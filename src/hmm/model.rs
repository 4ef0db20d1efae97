use std::{collections::BTreeMap, fs, path::Path};

use serde::{Deserialize, Serialize};

use super::counts::ProbabilityTable;
use crate::{
    error::{Error, Result},
    persist::write_atomic,
};

/// The persisted HMM: start, emission and transition distributions.
///
/// Only observed events are stored. Smoothing of unseen events is a decoding
/// concern and never written into the model.
#[derive(Debug, Default, Clone, PartialEq, Serialize, Deserialize)]
pub struct HmmModel {
    /// tag -> probability of starting a sentence
    pub start_prob: ProbabilityTable,
    /// tag -> word -> probability
    pub emission: BTreeMap<String, ProbabilityTable>,
    /// previous tag -> tag -> probability
    pub transition: BTreeMap<String, ProbabilityTable>,
}

impl HmmModel {
    pub fn from_path(path: impl AsRef<Path>) -> Result<Self> {
        let path = path.as_ref();
        let buffer = fs::read(path).map_err(|e| Error::io(e, path))?;
        let model = Self::from_memory(&buffer)?;
        log::info!(
            "loaded model from {} ({} states)",
            path.display(),
            model.num_states()
        );
        Ok(model)
    }

    pub fn from_memory(buffer: &[u8]) -> Result<Self> {
        let model: Self =
            serde_json::from_slice(buffer).map_err(|e| Error::InvalidModel(e.to_string()))?;
        model.validate()?;
        Ok(model)
    }

    /// Checks that every stored value is a probability.
    pub fn validate(&self) -> Result<()> {
        let check = |field: &str, key: &str, p: f64| {
            if p.is_finite() && (0.0..=1.0).contains(&p) {
                Ok(())
            } else {
                Err(Error::InvalidModel(format!(
                    "{field}[{key:?}] = {p} is not a probability"
                )))
            }
        };
        for (tag, &p) in &self.start_prob {
            check("start_prob", tag, p)?;
        }
        for (field, table) in [("emission", &self.emission), ("transition", &self.transition)] {
            for (outer, row) in table {
                for (inner, &p) in row {
                    check(field, format!("{outer}/{inner}").as_str(), p)?;
                }
            }
        }
        Ok(())
    }

    /// Writes the model as pretty-printed JSON. A failed write leaves any
    /// previous model at `path` untouched.
    pub fn save(&self, path: impl AsRef<Path>) -> Result<()> {
        let path = path.as_ref();
        let buffer = serde_json::to_vec_pretty(self)?;
        write_atomic(path, &buffer)?;
        log::info!("wrote model to {}", path.display());
        Ok(())
    }

    /// Tags the decoder can produce, in lexicographic order.
    pub fn states(&self) -> impl Iterator<Item = &str> {
        self.emission.keys().map(String::as_str)
    }

    pub fn num_states(&self) -> usize {
        self.emission.len()
    }

    pub fn start(&self, tag: &str) -> Option<f64> {
        self.start_prob.get(tag).copied()
    }

    pub fn emission(&self, tag: &str, word: &str) -> Option<f64> {
        self.emission.get(tag)?.get(word).copied()
    }

    pub fn transition(&self, prev: &str, tag: &str) -> Option<f64> {
        self.transition.get(prev)?.get(tag).copied()
    }
}

#[cfg(test)]
mod tests {
    use super::*;

    const MODEL: &str = r#"{
        "start_prob": {"DT": 1.0},
        "emission": {"DT": {"the": 0.5, "a": 0.5}, "NN": {"dog": 1.0}},
        "transition": {"DT": {"NN": 1.0}}
    }"#;

    #[test]
    fn load_from_memory() {
        let model = HmmModel::from_memory(MODEL.as_bytes()).unwrap();
        assert_eq!(model.states().collect::<Vec<_>>(), ["DT", "NN"]);
        assert_eq!(model.start("DT"), Some(1.0));
        assert_eq!(model.start("NN"), None);
        assert_eq!(model.emission("DT", "a"), Some(0.5));
        assert_eq!(model.emission("DT", "dog"), None);
        assert_eq!(model.emission("VB", "dog"), None);
        assert_eq!(model.transition("DT", "NN"), Some(1.0));
        assert_eq!(model.transition("NN", "DT"), None);
    }

    #[test]
    fn invalid_models() {
        for buffer in [
            "",
            "abcdefg",
            "[]",
            r#"{"start_prob": {}, "emission": {}}"#,
            r#"{"start_prob": {"DT": 1.5}, "emission": {}, "transition": {}}"#,
            r#"{"start_prob": {}, "emission": {"DT": {"a": -0.1}}, "transition": {}}"#,
            r#"{"start_prob": {}, "emission": {"DT": 0.5}, "transition": {}}"#,
        ] {
            match HmmModel::from_memory(buffer.as_bytes()) {
                Err(Error::InvalidModel(..)) => {}
                other => panic!("{buffer:?} should be rejected, got {other:?}"),
            }
        }
    }

    #[test]
    fn missing_file_is_io_error() {
        match HmmModel::from_path("tests/does-not-exist.json") {
            Err(Error::Io { .. }) => {}
            other => panic!("unexpected result: {other:?}"),
        }
    }

    #[test]
    fn save_and_reload() {
        let dir = tempfile::tempdir().unwrap();
        let path = dir.path().join("nested").join("hmm.json");
        let model = HmmModel::from_memory(MODEL.as_bytes()).unwrap();
        model.save(&path).unwrap();

        let text = fs::read_to_string(&path).unwrap();
        let doc: serde_json::Value = serde_json::from_str(&text).unwrap();
        let fields: Vec<_> = doc.as_object().unwrap().keys().cloned().collect();
        assert_eq!(fields.len(), 3);
        assert_eq!(HmmModel::from_path(&path).unwrap(), model);
    }
}
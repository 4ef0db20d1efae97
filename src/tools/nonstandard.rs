use std::{
    collections::BTreeSet,
    fs::File,
    io::{BufRead, BufReader},
    path::Path,
};

use regex::Regex;

use crate::{
    error::{Error, Result},
    persist::write_atomic,
};

/// A single alphanumeric run, or a single character that is neither
/// alphanumeric nor whitespace.
const STANDARD_TOKEN: &str = r"^([a-zA-Z0-9]+|[^a-zA-Z0-9\s])$";

/// Flags words that need dedicated tokenizer rules.
#[derive(Debug, Clone)]
pub struct TokenClassifier {
    standard: Regex,
}

impl Default for TokenClassifier {
    fn default() -> Self {
        Self {
            standard: Regex::new(STANDARD_TOKEN).expect("standard token pattern compiles"),
        }
    }
}

impl TokenClassifier {
    pub fn is_non_standard(&self, word: &str) -> bool {
        word.contains('\'') || !self.standard.is_match(word)
    }

    /// Distinct non-standard words of a corpus, sorted. Only the first field
    /// of each non-blank line is considered.
    pub fn collect<R: BufRead>(&self, reader: R) -> std::io::Result<BTreeSet<String>> {
        let mut tokens = BTreeSet::new();
        for line in reader.lines() {
            let line = line?;
            if let Some(word) = line.split_whitespace().next() {
                if self.is_non_standard(word) && !tokens.contains(word) {
                    tokens.insert(word.to_string());
                }
            }
        }
        Ok(tokens)
    }
}

/// Writes the non-standard words of `input` to `output`, one per line.
/// Returns how many were written.
pub fn extract(input: impl AsRef<Path>, output: impl AsRef<Path>) -> Result<usize> {
    let (input, output) = (input.as_ref(), output.as_ref());
    let f = File::open(input).map_err(|e| Error::io(e, input))?;
    let tokens = TokenClassifier::default()
        .collect(BufReader::new(f))
        .map_err(|e| Error::io(e, input))?;
    let mut buffer = String::new();
    for token in &tokens {
        buffer.push_str(token);
        buffer.push('\n');
    }
    write_atomic(output, buffer.as_bytes())?;
    log::info!("wrote {} non-standard tokens to {}", tokens.len(), output.display());
    Ok(tokens.len())
}
use std::{path::PathBuf, process::ExitCode, time::Instant};

use clap::{Parser, Subcommand};
use hmmtag::{
    tools::{dictionary, nonstandard, stats::DatasetStats},
    Corpus, DecoderConfig, EstimatorConfig, HmmModel, HmmTagger, Smoothing, Tagger,
};

/// Train and run a hidden Markov model part-of-speech tagger
#[derive(Debug, Parser)]
#[command(version)]
#[command(propagate_version = true)]
struct Argv {
    /// raise the log level (-v info, -vv debug)
    #[arg(short, long, global = true, action = clap::ArgAction::Count)]
    verbose: u8,
    #[command(subcommand)]
    command: Command,
}

#[derive(Debug, Subcommand)]
enum Command {
    /// estimate a model from a word/tag corpus
    Train(EstimatorConfig),
    /// tag one sentence given as separate tokens
    Tag(DecoderConfig),
    /// report the performance of the model on tagged corpora
    Eval {
        /// read a model from a file (MODEL)
        #[arg(short, long, value_name = "MODEL")]
        model: PathBuf,
        /// compare parent tags (NOUN, VERB, ADJ, ADV) instead of full tags
        #[arg(long)]
        coarse: bool,
        #[command(flatten)]
        smoothing: Smoothing,
        #[arg(required = true, value_name = "CORPUS")]
        datasets: Vec<PathBuf>,
    },
    /// print line, word and tag counts of a corpus
    Stats {
        #[arg(short, long)]
        input: PathBuf,
    },
    /// merge two JSON dictionaries, preferring the primary one on conflicts
    Merge {
        #[arg(long)]
        primary: PathBuf,
        #[arg(long)]
        secondary: PathBuf,
        #[arg(short, long)]
        output: PathBuf,
    },
    /// replace {"DEFAULT": ...} entries of a JSON dictionary by their default
    Normalize {
        #[arg(short, long)]
        input: PathBuf,
        #[arg(short, long)]
        output: PathBuf,
    },
    /// list words of a corpus that need dedicated tokenizer rules
    Nonstandard {
        #[arg(short, long)]
        input: PathBuf,
        #[arg(short, long)]
        output: PathBuf,
    },
}

fn run(command: Command) -> hmmtag::Result<()> {
    match command {
        Command::Train(config) => {
            let report = hmmtag::train(&config)?;
            println!("{report}");
        }
        Command::Tag(config) => {
            let prediction = hmmtag::decode(&config)?;
            for (word, tag) in config.tokens.iter().zip(&prediction.tags) {
                println!("{word}\t{tag}");
            }
            log::info!("log probability: {}", prediction.log_prob);
        }
        Command::Eval {
            model,
            coarse,
            smoothing,
            datasets,
        } => {
            let model = HmmModel::from_path(&model)?;
            let tagger = HmmTagger::new(&model, smoothing)?;
            for fpath in datasets {
                let begin = Instant::now();
                let corpus = Corpus::read_file(&fpath)?;
                let evaluation = hmmtag::evaluate_corpus(&tagger, &corpus, coarse)?;
                println!("{}:\n{evaluation}", fpath.display());
                let sec = begin.elapsed().as_secs_f64();
                println!(
                    "Elapsed time: {sec:.6} [sec] ({:.1} [instance/sec])",
                    corpus.len() as f64 / sec.max(f64::EPSILON)
                );
            }
            log::debug!("tagger labels: {:?}", tagger.labels());
        }
        Command::Stats { input } => {
            println!("{}", DatasetStats::from_path(&input)?);
        }
        Command::Merge {
            primary,
            secondary,
            output,
        } => {
            let (merged, report) =
                dictionary::merge(&dictionary::load(&primary)?, &dictionary::load(&secondary)?);
            dictionary::save(&merged, &output)?;
            println!("{report}");
            println!("Saved merged dictionary to: {}", output.display());
        }
        Command::Normalize { input, output } => {
            let (dict, report) = dictionary::normalize(dictionary::load(&input)?);
            dictionary::save(&dict, &output)?;
            println!("{report}");
            println!("Saved cleaned dictionary to: {}", output.display());
        }
        Command::Nonstandard { input, output } => {
            let n = nonstandard::extract(&input, &output)?;
            println!("Saved {n} non-standard tokens to: {}", output.display());
        }
    }
    Ok(())
}

fn main() -> ExitCode {
    let argv = Argv::parse();
    let level = match argv.verbose {
        0 => "warn",
        1 => "info",
        _ => "debug",
    };
    env_logger::Builder::from_env(env_logger::Env::default().default_filter_or(level)).init();
    log::debug!("argv: {:?}", argv);

    match run(argv.command) {
        Ok(()) => ExitCode::SUCCESS,
        Err(e) => {
            log::error!("{e}");
            ExitCode::FAILURE
        }
    }
}
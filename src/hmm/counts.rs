use std::collections::BTreeMap;

/// Normalized counts: key -> probability, summing to one.
pub type ProbabilityTable = BTreeMap<String, f64>;

#[derive(Debug, Default, Clone, PartialEq, Eq)]
pub struct FrequencyTable {
    counts: BTreeMap<String, u64>,
}

impl FrequencyTable {
    pub fn add(&mut self, key: &str) {
        match self.counts.get_mut(key) {
            Some(count) => *count += 1,
            None => {
                self.counts.insert(key.to_string(), 1);
            }
        }
    }

    pub fn get(&self, key: &str) -> u64 {
        self.counts.get(key).copied().unwrap_or_default()
    }

    pub fn total(&self) -> u64 {
        self.counts.values().sum()
    }

    pub fn len(&self) -> usize {
        self.counts.len()
    }

    pub fn is_empty(&self) -> bool {
        self.counts.is_empty()
    }

    pub fn keys(&self) -> impl Iterator<Item = &str> {
        self.counts.keys().map(String::as_str)
    }

    /// Divides every count by the table total. A table without counts
    /// normalizes to an empty distribution.
    pub fn normalize(&self) -> ProbabilityTable {
        let total = self.total();
        if total == 0 {
            return ProbabilityTable::new();
        }
        let total = total as f64;
        self.counts
            .iter()
            .map(|(k, &v)| (k.clone(), v as f64 / total))
            .collect()
    }
}

/// Two-level counts, e.g. tag -> word -> count.
#[derive(Debug, Default, Clone, PartialEq, Eq)]
pub struct NestedFrequencyTable {
    rows: BTreeMap<String, FrequencyTable>,
}

impl NestedFrequencyTable {
    pub fn add(&mut self, outer: &str, inner: &str) {
        match self.rows.get_mut(outer) {
            Some(row) => row.add(inner),
            None => {
                let mut row = FrequencyTable::default();
                row.add(inner);
                self.rows.insert(outer.to_string(), row);
            }
        }
    }

    pub fn row(&self, outer: &str) -> Option<&FrequencyTable> {
        self.rows.get(outer)
    }

    pub fn get(&self, outer: &str, inner: &str) -> u64 {
        self.row(outer).map(|r| r.get(inner)).unwrap_or_default()
    }

    pub fn len(&self) -> usize {
        self.rows.len()
    }

    pub fn is_empty(&self) -> bool {
        self.rows.is_empty()
    }

    pub fn keys(&self) -> impl Iterator<Item = &str> {
        self.rows.keys().map(String::as_str)
    }

    pub fn rows(&self) -> impl Iterator<Item = (&str, &FrequencyTable)> {
        self.rows.iter().map(|(k, v)| (k.as_str(), v))
    }

    /// Normalizes each row on its own. Rows whose total is zero are dropped.
    pub fn normalize(&self) -> BTreeMap<String, ProbabilityTable> {
        self.rows
            .iter()
            .filter(|(_, row)| row.total() > 0)
            .map(|(k, row)| (k.clone(), row.normalize()))
            .collect()
    }
}
use std::path::PathBuf;

use thiserror::Error;

pub type Result<T, E = Error> = std::result::Result<T, E>;

#[derive(Debug, Error)]
pub enum Error {
    #[error("io error while processing {}: {source}", .path.display())]
    Io {
        source: std::io::Error,
        path: PathBuf,
    },
    #[error("invalid model: {0}")]
    InvalidModel(String),
    /// Decoding needs at least one token.
    #[error("cannot decode an empty token sequence")]
    EmptySequence,
    #[error("invalid configuration: {0}")]
    InvalidConfig(String),
    #[error("json error: {0}")]
    Json(#[from] serde_json::Error),
    #[error("expected a json object in {0:?}")]
    NotAnObject(PathBuf),
}

impl Error {
    pub fn io(source: std::io::Error, path: impl Into<PathBuf>) -> Self {
        Self::Io {
            source,
            path: path.into(),
        }
    }
}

-- Directions --
Write down again, exactly as given, only the lines above that fall from the line with "let model: Self" to the line with "for (tag, &p)", inclusive.

-- Exercise solution --
        let model: Self =
            serde_json::from_slice(buffer).map_err(|e| Error::InvalidModel(e.to_string()))?;
        model.validate()?;
        Ok(model)
    }

    /// Checks that every stored value is a probability.
    pub fn validate(&self) -> Result<()> {
        let check = |field: &str, key: &str, p: f64| {
            if p.is_finite() && (0.0..=1.0).contains(&p) {
                Ok(())
            } else {
                Err(Error::InvalidModel(format!(
                    "{field}[{key:?}] = {p} is not a probability"
                )))
            }
        };
        for (tag, &p) in &self.start_prob {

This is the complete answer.